バレット食道 BARRETT ESOPHAGUS
バレット食道について
バレット食道とは、食道の粘膜を覆う「扁平上皮」が、胃酸や胆汁などの刺激によって慢性的に傷つき、「円柱上皮」へと変化した状態を指します。
この変化した粘膜の長さによって分類され、3cm以上の場合は「LSBE(Long Segment Barrett's Esophagus)」、3cmに達しない場合は「SSBE(Short Segment Barrett's Esophagus)」となります。
バレット食道の長さが長くなるほど、「バレット腺がん(食道腺がん)」の発症リスクが高まるとされています。日本人ではSSBEが大多数を占めており、がんに進行するリスクは比較的低いとされています。 なお、食道がんのうちバレット腺がんが占める割合は約7%とされており、今後も注意が必要な疾患の1つです。
バレット食道の症状
- 胃もたれ
- 嘔吐
- 胸焼け
- 腹部膨満感
- 食道の違和感(食道に異物感や詰まり感がある)
- 嚥下障害
- 嗄声
- 声のかすれ
- 胸痛
など
バレット食道の原因
バレット食道は、主に逆流性食道炎をきっかけに発症します。 胃酸が食道へ逆流することで粘膜に繰り返しダメージが加わり、修復過程で本来の扁平上皮が、胃の入り口付近に存在する円柱上皮へと置き換わっていきます。
近年では、食生活の欧米化や生活習慣の変化に伴い、日本でも逆流性食道炎の患者数が増加傾向にあり、それに伴ってバレット食道の発症も増えるといわれています。
バレット食道の検査
逆流性食道炎の症状がある場合、バレット食道が発生している恐れがあります。 バリウム検査ではバレット食道の確定診断はできないため、正確な診断には胃カメラ検査が必要です。胃カメラ検査では、食道と胃の接合部付近の粘膜を詳細に観察し、色調や構造の違いから扁平上皮と円柱上皮を判別して、バレット食道かどうかを確認します。 また、必要に応じて組織を採取し、顕微鏡で詳しく調べることで、細胞の形の異常や増殖の程度などを評価することができます。
バレット食道の治療
現在のところ、バレット食道を元の正常な状態に戻す明確な治療法は確立されていません。そのため、治療の主な目的は、逆流に伴う症状を抑え、進行を防ぐことにあります。

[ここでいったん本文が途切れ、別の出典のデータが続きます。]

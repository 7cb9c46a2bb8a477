use serde::{Deserialize, Serialize};
use uuid::Uuid;

use crate::costs::{apply_usage, PricingTable, SessionCosts, TokenUsage};

#[derive(Debug, Clone, Copy, PartialEq, Eq, Default, Serialize, Deserialize)]
#[serde(rename_all = "lowercase")]
pub enum WizardStep {
    #[default]
    Upload,
    Flow,
    Configure,
    Results,
}

impl WizardStep {
    const ORDER: [WizardStep; 4] = [
        WizardStep::Upload,
        WizardStep::Flow,
        WizardStep::Configure,
        WizardStep::Results,
    ];

    fn position(self) -> usize {
        Self::ORDER
            .iter()
            .position(|step| *step == self)
            .unwrap_or(0)
    }

    pub fn as_str(self) -> &'static str {
        match self {
            WizardStep::Upload => "upload",
            WizardStep::Flow => "flow",
            WizardStep::Configure => "configure",
            WizardStep::Results => "results",
        }
    }
}

/// The user's generation strategy. Grid and macro-set flows have no
/// per-flow configuration, so they bypass the configure step entirely.
#[derive(Debug, Clone, Copy, PartialEq, Eq, Serialize, Deserialize)]
#[serde(rename_all = "camelCase")]
pub enum FlowMode {
    Grid,
    Individual,
    MacroSet,
    Custom,
}

impl FlowMode {
    pub fn skips_configure(self) -> bool {
        matches!(self, FlowMode::Grid | FlowMode::MacroSet)
    }

    pub fn as_str(self) -> &'static str {
        match self {
            FlowMode::Grid => "grid",
            FlowMode::Individual => "individual",
            FlowMode::MacroSet => "macroSet",
            FlowMode::Custom => "custom",
        }
    }
}

#[derive(Debug, Clone, Copy, PartialEq, Eq, Serialize, Deserialize)]
pub enum AspectRatio {
    #[serde(rename = "auto")]
    Auto,
    #[serde(rename = "1:1")]
    Square,
    #[serde(rename = "3:4")]
    Portrait,
    #[serde(rename = "4:3")]
    Landscape,
    #[serde(rename = "16:9")]
    Wide,
    #[serde(rename = "9:16")]
    Tall,
}

impl AspectRatio {
    pub fn as_str(self) -> &'static str {
        match self {
            AspectRatio::Auto => "auto",
            AspectRatio::Square => "1:1",
            AspectRatio::Portrait => "3:4",
            AspectRatio::Landscape => "4:3",
            AspectRatio::Wide => "16:9",
            AspectRatio::Tall => "9:16",
        }
    }
}

#[derive(Debug, Clone, Copy, PartialEq, Eq, Hash, Serialize, Deserialize)]
pub enum Resolution {
    #[serde(rename = "1k")]
    OneK,
    #[serde(rename = "2k")]
    TwoK,
    #[serde(rename = "4k")]
    FourK,
}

逆流性食道炎を放置すると、バレット食道が悪化する可能性があるため、逆流による症状のある方は適切な治療を受けながら、年1回は胃カメラ検査を行い、粘膜の変化を継続的にチェックすることが大切です。
バレット食道とバレット食道がんについて
バレット食道の方の中には、病状が進行し、バレット食道がんを発症する場合があります。がんへの進展には個人差がありますが、発症後に病状が急速に悪化して重篤な事態を引き起こす場合もあります。
バレット食道がんを未然に防ぐには、バレット食道を早い段階で見つけ、適切に対応していくことが重要です。予防と早期発見のためには、定期的な胃カメラ検査を受け、バレット食道を引き起こす逆流性食道炎などを早期に発見・治療しておくことが大切です。
バレット食道の
よくあるご質問
バレット食道と診断された場合、食事で気をつけることはありますか?
バレット食道は、胃酸の逆流によって食道粘膜に炎症が生じ、その結果として発症します。
そのため、胃酸の逆流を抑えるための食事内容や食習慣の見直しが重要です。 具体的には、香辛料などの刺激物や脂っこい料理は控えめにし、腹八分目を心がけましょう。
また、よく噛んでゆっくり食べることも大切です。さらに、食後すぐに横になると胃酸が逆流しやすくなるため、しばらく体を起こして過ごすようにしましょう。
バレット食道の診断を受けましたが、食道がんになる可能性はありますか?
日本人に見られるバレット食道は、バレット粘膜の長さが3cm未満の「SSBE」とよばれるタイプが多く、この場合は食道がんに進行するリスクは比較的低いとされています。 一方、バレット粘膜の長さが3cm以上の「LSBE」と診断された場合は、年間の食道がんの発症リスクがおよそ1.2%とされており、SSBEに比べるとやや高くなります。
.SSBEと診断されましたが、治療は必要ですか?
現時点では、バレット食道そのものを元に戻す明確な治療法は確立されていません。
しかし、逆流性食道炎を放置してしまうと、症状が進行する可能性があるため、逆流の症状がある場合は治療が推奨されます。その際、食生活や生活習慣の改善も欠かせません。